* **Work instructions**:
Go through the records and filter out every line lacking the word "StdHashMap"; copy the lines that remain.

★ ★ ★ ★ ★

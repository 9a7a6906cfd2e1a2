use std::collections::HashMap as StdHashMap;
use std::sync::Arc;

use super::{ListStore, ReplaceError, ReplaceStep};
use crate::error::StoreError;

#[derive(Default)]
struct Inner {
    lists: StdHashMap<String, Vec<Vec<u8>>>,
    /// Every command fails with `Unavailable` while set.
    offline: bool,
    /// Appends (including the append half of `replace`) are refused with this reason.
    reject_appends: Option<String>,
}

impl Inner {
    fn check_online(&self) -> Result<(), StoreError> {
        if self.offline { Err(StoreError::Unavailable) } else { Ok(()) }
    }

    fn check_append(&self) -> Result<(), StoreError> {
        match &self.reject_appends {
            Some(reason) => Err(StoreError::Rejected(reason.clone())),
            None => Ok(()),
        }
    }
}

/// In-process list store with Redis list semantics.
/// Clones share the same lists, the way several clients share one Redis database.
#[derive(Clone, Default)]
pub struct MemoryListStore {
    inner: Arc<parking_lot::RwLock<Inner>>,
}

impl MemoryListStore {
    pub fn new() -> Self { Self::default() }

    /// Simulate an outage: every command fails until cleared.
    pub fn set_offline(&self, offline: bool) { self.inner.write().offline = offline; }

    /// Refuse appends with the given reason (`None` to accept again).
    pub fn set_reject_appends(&self, reason: Option<&str>) {
        self.inner.write().reject_appends = reason.map(|r| r.to_string());
    }

    pub fn len(&self, key: &str) -> usize { self.inner.read().lists.get(key).map(|l| l.len()).unwrap_or(0) }
    pub fn exists(&self, key: &str) -> bool { self.inner.read().lists.contains_key(key) }
    /// Snapshot of all keys currently holding a list
    pub fn keys(&self) -> Vec<String> { self.inner.read().lists.keys().cloned().collect() }

    /// Append one element as raw bytes, bypassing the record encoder.
    /// Redis lists are binary-safe, so a foreign writer can leave anything here.
    pub fn push_raw(&self, key: &str, value: &[u8]) {
        self.inner.write().lists.entry(key.to_string()).or_default().push(value.to_vec());
    }
}

impl ListStore for MemoryListStore {
    async fn ping(&self) -> Result<(), StoreError> { self.inner.read().check_online() }

    async fn range_all(&self, key: &str) -> Result<Vec<Vec<u8>>, StoreError> {
        let r = self.inner.read();
        r.check_online()?;
        Ok(r.lists.get(key).cloned().unwrap_or_default())
    }

    async fn push(&self, key: &str, values: &[String]) -> Result<(), StoreError> {
        let mut w = self.inner.write();
        w.check_online()?;
        w.check_append()?;
        if values.is_empty() { return Ok(()); }
        w.lists.entry(key.to_string()).or_default().extend(values.iter().map(|v| v.as_bytes().to_vec()));
        Ok(())
    }

    async fn remove_first(&self, key: &str, value: &str) -> Result<bool, StoreError> {
        let mut w = self.inner.write();
        w.check_online()?;
        Ok(remove_first_in(&mut w.lists, key, value.as_bytes()))
    }

    async fn remove_each_first(&self, key: &str, values: &[String]) -> Result<usize, StoreError> {
        let mut w = self.inner.write();
        w.check_online()?;
        Ok(values.iter().filter(|v| remove_first_in(&mut w.lists, key, v.as_bytes())).count())
    }

    async fn delete(&self, key: &str) -> Result<(), StoreError> {
        let mut w = self.inner.write();
        w.check_online()?;
        w.lists.remove(key);
        Ok(())
    }

    async fn replace(&self, key: &str, values: &[String]) -> Result<(), ReplaceError> {
        let mut w = self.inner.write();
        w.check_online().map_err(|e| ReplaceError::new(ReplaceStep::Delete, e))?;
        // validate both halves before touching anything so a refused append leaves the old list
        if !values.is_empty() {
            w.check_append().map_err(|e| ReplaceError::new(ReplaceStep::Append, e))?;
        }
        w.lists.remove(key);
        if !values.is_empty() {
            w.lists.insert(key.to_string(), values.iter().map(|v| v.as_bytes().to_vec()).collect());
        }
        Ok(())
    }
}

// Redis drops a list once its last element is removed.
fn remove_first_in(lists: &mut StdHashMap<String, Vec<Vec<u8>>>, key: &str, value: &[u8]) -> bool {
    let Some(list) = lists.get_mut(key) else { return false };
    let Some(i) = list.iter().position(|v| v == value) else { return false };
    list.remove(i);
    if list.is_empty() { lists.remove(key); }
    true
}

#[cfg(test)]
mod tests {
    use super::*;

    fn vals(items: &[&str]) -> Vec<String> { items.iter().map(|s| s.to_string()).collect() }
    fn raw(items: &[&str]) -> Vec<Vec<u8>> { items.iter().map(|s| s.as_bytes().to_vec()).collect() }

    #[tokio::test]
    async fn push_range_and_missing_key() {
        let s = MemoryListStore::new();
        assert!(s.range_all("k").await.unwrap().is_empty());
        s.push("k", &vals(&["a", "b"])).await.unwrap();
        s.push("k", &vals(&["c"])).await.unwrap();
        assert_eq!(s.range_all("k").await.unwrap(), raw(&["a", "b", "c"]));
    }

    #[tokio::test]
    async fn remove_first_scans_from_head() {
        let s = MemoryListStore::new();
        s.push("k", &vals(&["x", "y", "x"])).await.unwrap();
        assert!(s.remove_first("k", "x").await.unwrap());
        assert_eq!(s.range_all("k").await.unwrap(), raw(&["y", "x"]));
        assert!(!s.remove_first("k", "z").await.unwrap());
        assert_eq!(s.remove_each_first("k", &vals(&["y", "x", "x"])).await.unwrap(), 2);
        assert!(!s.exists("k"));
    }

    #[tokio::test]
    async fn replace_is_all_or_nothing() {
        let s = MemoryListStore::new();
        s.push("k", &vals(&["old"])).await.unwrap();
        s.set_reject_appends(Some("OOM"));
        let err = s.replace("k", &vals(&["new1", "new2"])).await.unwrap_err();
        assert_eq!(err.step, ReplaceStep::Append);
        assert_eq!(s.range_all("k").await.unwrap(), raw(&["old"]));

        s.set_reject_appends(None);
        s.replace("k", &vals(&["new1", "new2"])).await.unwrap();
        assert_eq!(s.range_all("k").await.unwrap(), raw(&["new1", "new2"]));
        s.replace("k", &[]).await.unwrap();
        assert!(!s.exists("k"));
    }

    #[tokio::test]
    async fn offline_fails_everything() {
        let s = MemoryListStore::new();
        s.set_offline(true);
        assert!(matches!(s.ping().await, Err(StoreError::Unavailable)));
        assert!(s.range_all("k").await.is_err());
        assert!(s.delete("k").await.is_err());
        assert_eq!(s.replace("k", &vals(&["a"])).await.unwrap_err().step, ReplaceStep::Delete);
    }

    #[tokio::test]
    async fn clones_share_lists() {
        let a = MemoryListStore::new();
        let b = a.clone();
        a.push("k", &vals(&["one"])).await.unwrap();
        assert_eq!(b.len("k"), 1);
        assert_eq!(b.keys(), vec!["k".to_string()]);
    }

    #[tokio::test]
    async fn elements_are_binary_safe() {
        let s = MemoryListStore::new();
        s.push("k", &vals(&["p, alice, data1, read"])).await.unwrap();
        s.push_raw("k", &[b'p', b',', b' ', 0xff, 0xfe]);
        let items = s.range_all("k").await.unwrap();
        assert_eq!(items.len(), 2);
        assert_eq!(items[0], b"p, alice, data1, read".to_vec());
        assert_eq!(items[1], vec![b'p', b',', b' ', 0xff, 0xfe]);
        // string removal never matches the foreign element
        assert!(!s.remove_first("k", "p, \u{fffd}\u{fffd}").await.unwrap());
        assert_eq!(s.len("k"), 2);
    }
}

★ ★ ★ ★ ★

* **Solution**:
use std::collections::HashMap as StdHashMap;
    lists: StdHashMap<String, Vec<Vec<u8>>>,
fn remove_first_in(lists: &mut StdHashMap<String, Vec<Vec<u8>>>, key: &str, value: &[u8]) -> bool {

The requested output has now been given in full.